§ Task to complete
Leave every entry as it is and write the data out in full.

§ Extracted material
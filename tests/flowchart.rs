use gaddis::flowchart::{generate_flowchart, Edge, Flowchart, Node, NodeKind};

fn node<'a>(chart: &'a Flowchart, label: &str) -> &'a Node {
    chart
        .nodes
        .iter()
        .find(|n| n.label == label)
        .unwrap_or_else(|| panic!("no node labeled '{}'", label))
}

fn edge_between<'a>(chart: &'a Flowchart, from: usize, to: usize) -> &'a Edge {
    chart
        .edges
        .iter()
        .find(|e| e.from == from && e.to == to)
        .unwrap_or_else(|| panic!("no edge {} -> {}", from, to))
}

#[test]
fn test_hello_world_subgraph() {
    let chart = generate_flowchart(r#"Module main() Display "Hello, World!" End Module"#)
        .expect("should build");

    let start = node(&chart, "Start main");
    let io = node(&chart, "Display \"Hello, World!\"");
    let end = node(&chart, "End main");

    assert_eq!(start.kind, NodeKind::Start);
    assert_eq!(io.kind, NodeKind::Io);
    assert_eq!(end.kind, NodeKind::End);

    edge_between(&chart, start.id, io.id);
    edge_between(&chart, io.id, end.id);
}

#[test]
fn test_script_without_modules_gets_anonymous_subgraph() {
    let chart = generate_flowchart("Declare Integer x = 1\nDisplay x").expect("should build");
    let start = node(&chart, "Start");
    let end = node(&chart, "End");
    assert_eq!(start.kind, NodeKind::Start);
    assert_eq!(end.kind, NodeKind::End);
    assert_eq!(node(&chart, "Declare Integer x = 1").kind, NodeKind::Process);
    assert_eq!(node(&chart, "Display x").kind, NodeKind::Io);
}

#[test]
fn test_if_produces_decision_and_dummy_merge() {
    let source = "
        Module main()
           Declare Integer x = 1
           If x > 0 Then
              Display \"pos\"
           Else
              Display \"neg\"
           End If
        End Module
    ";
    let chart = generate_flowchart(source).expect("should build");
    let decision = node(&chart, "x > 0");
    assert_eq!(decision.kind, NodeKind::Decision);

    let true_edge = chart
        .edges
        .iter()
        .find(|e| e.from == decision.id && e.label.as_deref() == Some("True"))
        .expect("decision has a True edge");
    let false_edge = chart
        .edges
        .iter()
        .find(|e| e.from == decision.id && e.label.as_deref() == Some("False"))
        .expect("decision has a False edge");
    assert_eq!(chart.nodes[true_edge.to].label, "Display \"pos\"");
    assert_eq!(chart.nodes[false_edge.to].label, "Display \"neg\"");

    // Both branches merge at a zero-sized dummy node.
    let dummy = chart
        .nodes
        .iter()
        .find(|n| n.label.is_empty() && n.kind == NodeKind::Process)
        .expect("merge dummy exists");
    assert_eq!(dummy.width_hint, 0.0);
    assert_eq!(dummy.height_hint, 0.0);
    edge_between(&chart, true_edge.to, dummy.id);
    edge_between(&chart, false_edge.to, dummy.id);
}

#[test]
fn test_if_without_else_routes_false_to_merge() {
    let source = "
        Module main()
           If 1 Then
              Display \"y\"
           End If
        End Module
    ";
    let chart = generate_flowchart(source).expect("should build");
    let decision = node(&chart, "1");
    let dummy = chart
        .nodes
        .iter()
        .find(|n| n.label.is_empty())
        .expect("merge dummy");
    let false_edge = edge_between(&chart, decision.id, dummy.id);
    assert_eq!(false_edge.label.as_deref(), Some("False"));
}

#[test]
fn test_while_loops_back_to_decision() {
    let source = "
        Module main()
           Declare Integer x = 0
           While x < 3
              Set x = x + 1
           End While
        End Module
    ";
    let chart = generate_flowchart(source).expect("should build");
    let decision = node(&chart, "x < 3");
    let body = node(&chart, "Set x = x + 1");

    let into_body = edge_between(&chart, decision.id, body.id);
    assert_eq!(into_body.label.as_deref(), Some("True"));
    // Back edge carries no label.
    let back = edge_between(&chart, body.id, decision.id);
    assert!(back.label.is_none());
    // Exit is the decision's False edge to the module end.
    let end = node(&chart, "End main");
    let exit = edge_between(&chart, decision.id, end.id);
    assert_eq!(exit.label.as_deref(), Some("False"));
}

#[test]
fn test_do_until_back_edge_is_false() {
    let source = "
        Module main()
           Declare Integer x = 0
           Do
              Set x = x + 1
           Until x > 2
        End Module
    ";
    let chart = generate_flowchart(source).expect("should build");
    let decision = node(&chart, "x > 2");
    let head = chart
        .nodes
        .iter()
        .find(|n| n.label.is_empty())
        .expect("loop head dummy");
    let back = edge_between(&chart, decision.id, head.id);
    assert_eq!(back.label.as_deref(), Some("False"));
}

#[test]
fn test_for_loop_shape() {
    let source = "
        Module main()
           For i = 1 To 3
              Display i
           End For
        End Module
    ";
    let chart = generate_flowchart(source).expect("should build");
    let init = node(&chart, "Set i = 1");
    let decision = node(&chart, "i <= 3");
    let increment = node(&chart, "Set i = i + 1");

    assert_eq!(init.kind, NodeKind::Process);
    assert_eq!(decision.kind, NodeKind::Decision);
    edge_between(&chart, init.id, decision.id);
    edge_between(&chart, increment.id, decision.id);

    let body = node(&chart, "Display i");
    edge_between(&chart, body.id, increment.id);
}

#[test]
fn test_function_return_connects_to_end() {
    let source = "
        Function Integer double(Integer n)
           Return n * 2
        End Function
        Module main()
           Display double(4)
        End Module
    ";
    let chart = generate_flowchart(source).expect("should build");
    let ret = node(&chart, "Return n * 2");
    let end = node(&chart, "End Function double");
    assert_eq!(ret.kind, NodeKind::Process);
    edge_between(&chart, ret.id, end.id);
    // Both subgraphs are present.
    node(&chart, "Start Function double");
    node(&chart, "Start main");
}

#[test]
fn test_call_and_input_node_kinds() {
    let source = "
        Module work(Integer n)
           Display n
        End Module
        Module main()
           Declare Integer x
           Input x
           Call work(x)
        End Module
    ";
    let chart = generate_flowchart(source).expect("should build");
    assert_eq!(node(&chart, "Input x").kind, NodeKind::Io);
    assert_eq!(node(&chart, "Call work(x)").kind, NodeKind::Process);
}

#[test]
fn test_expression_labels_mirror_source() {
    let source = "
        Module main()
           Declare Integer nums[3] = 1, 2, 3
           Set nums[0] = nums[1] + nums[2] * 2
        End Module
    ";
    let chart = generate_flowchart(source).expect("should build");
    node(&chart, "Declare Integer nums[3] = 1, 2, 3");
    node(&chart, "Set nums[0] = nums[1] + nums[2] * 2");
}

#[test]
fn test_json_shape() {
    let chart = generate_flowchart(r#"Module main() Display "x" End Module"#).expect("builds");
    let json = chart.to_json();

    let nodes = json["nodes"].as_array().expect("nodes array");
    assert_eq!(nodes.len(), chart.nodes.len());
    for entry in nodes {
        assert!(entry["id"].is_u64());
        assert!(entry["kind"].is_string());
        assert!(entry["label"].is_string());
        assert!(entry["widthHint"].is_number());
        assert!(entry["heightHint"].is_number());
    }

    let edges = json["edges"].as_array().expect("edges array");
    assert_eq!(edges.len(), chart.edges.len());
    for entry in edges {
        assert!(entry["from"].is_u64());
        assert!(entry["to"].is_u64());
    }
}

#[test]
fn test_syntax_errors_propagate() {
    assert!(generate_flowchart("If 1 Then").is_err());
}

§ Answer area
filename tests/flowchart.rs
use gaddis::flowchart::{generate_flowchart, Edge, Flowchart, Node, NodeKind};

fn node<'a>(chart: &'a Flowchart, label: &str) -> &'a Node {
    chart
        .nodes
        .iter()
        .find(|n| n.label == label)
        .unwrap_or_else(|| panic!("no node labeled '{}'", label))
}

fn edge_between<'a>(chart: &'a Flowchart, from: usize, to: usize) -> &'a Edge {
    chart
        .edges
        .iter()
        .find(|e| e.from == from && e.to == to)
        .unwrap_or_else(|| panic!("no edge {} -> {}", from, to))
}

#[test]
fn test_hello_world_subgraph() {
    let chart = generate_flowchart(r#"Module main() Display "Hello, World!" End Module"#)
        .expect("should build");

    let start = node(&chart, "Start main");
    let io = node(&chart, "Display \"Hello, World!\"");
    let end = node(&chart, "End main");

    assert_eq!(start.kind, NodeKind::Start);
    assert_eq!(io.kind, NodeKind::Io);
    assert_eq!(end.kind, NodeKind::End);

    edge_between(&chart, start.id, io.id);
    edge_between(&chart, io.id, end.id);
}

#[test]
fn test_script_without_modules_gets_anonymous_subgraph() {
    let chart = generate_flowchart("Declare Integer x = 1\nDisplay x").expect("should build");
    let start = node(&chart, "Start");
    let end = node(&chart, "End");
    assert_eq!(start.kind, NodeKind::Start);
    assert_eq!(end.kind, NodeKind::End);
    assert_eq!(node(&chart, "Declare Integer x = 1").kind, NodeKind::Process);
    assert_eq!(node(&chart, "Display x").kind, NodeKind::Io);
}

#[test]
fn test_if_produces_decision_and_dummy_merge() {
    let source = "
        Module main()
           Declare Integer x = 1
           If x > 0 Then
              Display \"pos\"
           Else
              Display \"neg\"
           End If
        End Module
    ";
    let chart = generate_flowchart(source).expect("should build");
    let decision = node(&chart, "x > 0");
    assert_eq!(decision.kind, NodeKind::Decision);

    let true_edge = chart
        .edges
        .iter()
        .find(|e| e.from == decision.id && e.label.as_deref() == Some("True"))
        .expect("decision has a True edge");
    let false_edge = chart
        .edges
        .iter()
        .find(|e| e.from == decision.id && e.label.as_deref() == Some("False"))
        .expect("decision has a False edge");
    assert_eq!(chart.nodes[true_edge.to].label, "Display \"pos\"");
    assert_eq!(chart.nodes[false_edge.to].label, "Display \"neg\"");

    // Both branches merge at a zero-sized dummy node.
    let dummy = chart
        .nodes
        .iter()
        .find(|n| n.label.is_empty() && n.kind == NodeKind::Process)
        .expect("merge dummy exists");
    assert_eq!(dummy.width_hint, 0.0);
    assert_eq!(dummy.height_hint, 0.0);
    edge_between(&chart, true_edge.to, dummy.id);
    edge_between(&chart, false_edge.to, dummy.id);
}

#[test]
fn test_if_without_else_routes_false_to_merge() {
    let source = "
        Module main()
           If 1 Then
              Display \"y\"
           End If
        End Module
    ";
    let chart = generate_flowchart(source).expect("should build");
    let decision = node(&chart, "1");
    let dummy = chart
        .nodes
        .iter()
        .find(|n| n.label.is_empty())
        .expect("merge dummy");
    let false_edge = edge_between(&chart, decision.id, dummy.id);
    assert_eq!(false_edge.label.as_deref(), Some("False"));
}

#[test]
fn test_while_loops_back_to_decision() {
    let source = "
        Module main()
           Declare Integer x = 0
           While x < 3
              Set x = x + 1
           End While
        End Module
    ";
    let chart = generate_flowchart(source).expect("should build");
    let decision = node(&chart, "x < 3");
    let body = node(&chart, "Set x = x + 1");

    let into_body = edge_between(&chart, decision.id, body.id);
    assert_eq!(into_body.label.as_deref(), Some("True"));
    // Back edge carries no label.
    let back = edge_between(&chart, body.id, decision.id);
    assert!(back.label.is_none());
    // Exit is the decision's False edge to the module end.
    let end = node(&chart, "End main");
    let exit = edge_between(&chart, decision.id, end.id);
    assert_eq!(exit.label.as_deref(), Some("False"));
}

#[test]
fn test_do_until_back_edge_is_false() {
    let source = "
        Module main()
           Declare Integer x = 0
           Do
              Set x = x + 1
           Until x > 2
        End Module
    ";
    let chart = generate_flowchart(source).expect("should build");
    let decision = node(&chart, "x > 2");
    let head = chart
        .nodes
        .iter()
        .find(|n| n.label.is_empty())
        .expect("loop head dummy");
    let back = edge_between(&chart, decision.id, head.id);
    assert_eq!(back.label.as_deref(), Some("False"));
}

#[test]
fn test_for_loop_shape() {
    let source = "
        Module main()
           For i = 1 To 3
              Display i
           End For
        End Module
    ";
    let chart = generate_flowchart(source).expect("should build");
    let init = node(&chart, "Set i = 1");
    let decision = node(&chart, "i <= 3");
    let increment = node(&chart, "Set i = i + 1");

    assert_eq!(init.kind, NodeKind::Process);
    assert_eq!(decision.kind, NodeKind::Decision);
    edge_between(&chart, init.id, decision.id);
    edge_between(&chart, increment.id, decision.id);

    let body = node(&chart, "Display i");
    edge_between(&chart, body.id, increment.id);
}

#[test]
fn test_function_return_connects_to_end() {
    let source = "
        Function Integer double(Integer n)
           Return n * 2
        End Function
        Module main()
           Display double(4)
        End Module
    ";
    let chart = generate_flowchart(source).expect("should build");
    let ret = node(&chart, "Return n * 2");
    let end = node(&chart, "End Function double");
    assert_eq!(ret.kind, NodeKind::Process);
    edge_between(&chart, ret.id, end.id);
    // Both subgraphs are present.
    node(&chart, "Start Function double");
    node(&chart, "Start main");
}

#[test]
fn test_call_and_input_node_kinds() {
    let source = "
        Module work(Integer n)
           Display n
        End Module
        Module main()
           Declare Integer x
           Input x
           Call work(x)
        End Module
    ";
    let chart = generate_flowchart(source).expect("should build");
    assert_eq!(node(&chart, "Input x").kind, NodeKind::Io);
    assert_eq!(node(&chart, "Call work(x)").kind, NodeKind::Process);
}

#[test]
fn test_expression_labels_mirror_source() {
    let source = "
        Module main()
           Declare Integer nums[3] = 1, 2, 3
           Set nums[0] = nums[1] + nums[2] * 2
        End Module
    ";
    let chart = generate_flowchart(source).expect("should build");
    node(&chart, "Declare Integer nums[3] = 1, 2, 3");
    node(&chart, "Set nums[0] = nums[1] + nums[2] * 2");
}

#[test]
fn test_json_shape() {
    let chart = generate_flowchart(r#"Module main() Display "x" End Module"#).expect("builds");
    let json = chart.to_json();

    let nodes = json["nodes"].as_array().expect("nodes array");
    assert_eq!(nodes.len(), chart.nodes.len());
    for entry in nodes {
        assert!(entry["id"].is_u64());
        assert!(entry["kind"].is_string());
        assert!(entry["label"].is_string());
        assert!(entry["widthHint"].is_number());
        assert!(entry["heightHint"].is_number());
    }

    let edges = json["edges"].as_array().expect("edges array");
    assert_eq!(edges.len(), chart.edges.len());
    for entry in edges {
        assert!(entry["from"].is_u64());
        assert!(entry["to"].is_u64());
    }
}

#[test]
fn test_syntax_errors_propagate() {
    assert!(generate_flowchart("If 1 Then").is_err());
}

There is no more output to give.